Needed: four separate political entities
The fact of the  matter is that these categories of people in the State abhor the idea of New  Delhi linking their fate with the Valley-based Kashmiri leaders whose demands  are patently communal, and whose ultimate agenda is separation of Kashmir from India.  Those who know something about Jammu, Kashmir, and Ladakh, post-1947, will  vouch for this hard reality at once; acknowledge they do not see eye to eye  with the vindictive, discriminatory, unaccommodating and arrogant Kashmiri  Sunni leadership; and recommend division of the State into four separate political entities – one each for the people of Jammu province, people of Ladakh, displaced  Kashmiri Hindus, and Kashmiri Muslims, especially Kashmiri-speaking Sunnis.

(The Shiite Muslims  in Kashmir do not subscribe to the separatist ideology being promoted by  Kashmiri Sunnis. They, like the people of Jammu, Ladakh, and other religious  and ethnic minorities, also constitute a persecuted and discriminated against  social segment. They, unlike the Kashmiri Sunnis, derive their inspiration from  Iran.)    

Objective and  dispassionate Jammu, Kashmir and Ladakh-watchers would vouch for the fact that  it is the Kashmir-based Sunni leaders, both the so-called mainstream and the  separatists, who are squarely responsible for the prevailing discontent in  areas other than the one inhabited by the Kashmiri-speaking Sunnis (read  Kashmir Valley proper, and not Kashmir province as a whole).

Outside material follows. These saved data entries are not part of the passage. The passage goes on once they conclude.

//! Checkpoints
//!
//! The executor saves a checkpoint after every node. A checkpoint holds the
//! state, the node to run next and, when the run is suspended, the pending
//! interrupt.

use std::collections::HashMap;
use std::path::{Path, PathBuf};

use async_trait::async_trait;
use chrono::{DateTime, Utc};
use serde::{Deserialize, Serialize};
use tokio::sync::RwLock;

use crate::agent::graph::Node;
use crate::agent::state::ConversationState;
use crate::core::{EventflowError, Result};

/// A run suspended after a node, waiting for a resume signal
#[derive(Debug, Clone, PartialEq, Serialize, Deserialize)]
pub struct PendingInterrupt {
    pub after: Node,
    pub interrupted_at: DateTime<Utc>,
}

/// Durable snapshot of a thread
#[derive(Debug, Clone, PartialEq, Serialize, Deserialize)]
pub struct Checkpoint {
    pub state: ConversationState,
    /// Node to run next; `None` once the run reached its end
    pub next: Option<Node>,
    /// Nodes executed over the lifetime of the thread
    pub step: u64,
    #[serde(default, skip_serializing_if = "Option::is_none")]
    pub interrupt: Option<PendingInterrupt>,
    pub saved_at: DateTime<Utc>,
}

impl Checkpoint {
    pub fn new(state: ConversationState, next: Option<Node>, step: u64) -> Self {
        Self {
            state,
            next,
            step,
            interrupt: None,
            saved_at: Utc::now(),
        }
    }

    pub fn interrupted(mut self, after: Node) -> Self {
        self.interrupt = Some(PendingInterrupt {
            after,
            interrupted_at: Utc::now(),
        });
        self
    }

    pub fn thread_id(&self) -> &str {
        &self.state.thread_id
    }

    pub fn is_interrupted(&self) -> bool {
        self.interrupt.is_some()
    }
}

/// Checkpoint persistence
#[async_trait]
pub trait Checkpointer: Send + Sync {
    /// Replace the checkpoint of the thread
    async fn put(&self, checkpoint: &Checkpoint) -> Result<()>;

    async fn get(&self, thread_id: &str) -> Result<Option<Checkpoint>>;

    async fn delete(&self, thread_id: &str) -> Result<()>;
}

/// Checkpoints held in process memory
#[derive(Default)]
pub struct MemoryCheckpointer {
    checkpoints: RwLock<HashMap<String, Checkpoint>>,
}

impl MemoryCheckpointer {
    pub fn new() -> Self {
        Self::default()
    }
}

#[async_trait]
impl Checkpointer for MemoryCheckpointer {
    async fn put(&self, checkpoint: &Checkpoint) -> Result<()> {
        self.checkpoints
            .write()
            .await
            .insert(checkpoint.thread_id().to_string(), checkpoint.clone());
        Ok(())
    }

    async fn get(&self, thread_id: &str) -> Result<Option<Checkpoint>> {
        Ok(self.checkpoints.read().await.get(thread_id).cloned())
    }

    async fn delete(&self, thread_id: &str) -> Result<()> {
        self.checkpoints.write().await.remove(thread_id);
        Ok(())
    }
}

/// One JSON file per thread, replaced atomically on every save
pub struct FileCheckpointer {
    dir: PathBuf,
}

impl FileCheckpointer {
    pub fn new(dir: impl Into<PathBuf>) -> Self {
        Self { dir: dir.into() }
    }

    pub fn dir(&self) -> &Path {
        &self.dir
    }

    fn path_for(&self, thread_id: &str) -> Result<PathBuf> {
        let valid = !thread_id.is_empty()
            && thread_id
                .chars()
                .all(|c| c.is_ascii_alphanumeric() || c == '-' || c == '_' || c == '.')
            && !thread_id.starts_with('.');
        if !valid {
            return Err(EventflowError::checkpoint(format!(
                "invalid thread id '{}'",
                thread_id
            )));
        }
        Ok(self.dir.join(format!("{}.json", thread_id)))
    }
}

#[async_trait]
impl Checkpointer for FileCheckpointer {
    async fn put(&self, checkpoint: &Checkpoint) -> Result<()> {
        let path = self.path_for(checkpoint.thread_id())?;
        tokio::fs::create_dir_all(&self.dir).await?;

        let body = serde_json::to_vec_pretty(checkpoint)?;
        let tmp = path.with_extension("json.tmp");
        tokio::fs::write(&tmp, body).await?;
        tokio::fs::rename(&tmp, &path).await?;

        tracing::trace!(path = %path.display(), step = checkpoint.step, "checkpoint saved");
        Ok(())
    }

    async fn get(&self, thread_id: &str) -> Result<Option<Checkpoint>> {
        let path = self.path_for(thread_id)?;
        let body = match tokio::fs::read(&path).await {
            Ok(body) => body,
            Err(e) if e.kind() == std::io::ErrorKind::NotFound => return Ok(None),
            Err(e) => return Err(e.into()),
        };
        let checkpoint = serde_json::from_slice(&body).map_err(|e| {
            EventflowError::checkpoint(format!("corrupt checkpoint {}: {}", path.display(), e))
        })?;
        Ok(Some(checkpoint))
    }

    async fn delete(&self, thread_id: &str) -> Result<()> {
        let path = self.path_for(thread_id)?;
        match tokio::fs::remove_file(&path).await {
            Ok(()) => Ok(()),
            Err(e) if e.kind() == std::io::ErrorKind::NotFound => Ok(()),
            Err(e) => Err(e.into()),
        }
    }
}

They would say  that it is the communal approach of the Kashmiri Sunni leadership to the issues  confronting the State that has forced the patriotic forces and grossly  discriminated against and persecuted communities to raise extreme demands and  work for the division of the State.

Commentators with  democratic and secular credentials would also endorse the views of the State’s  suffering communities, saying they have every right to demand a dispensation  that guarantees them all their natural and fundamental rights and protects and  advances their general political, economic and social rights.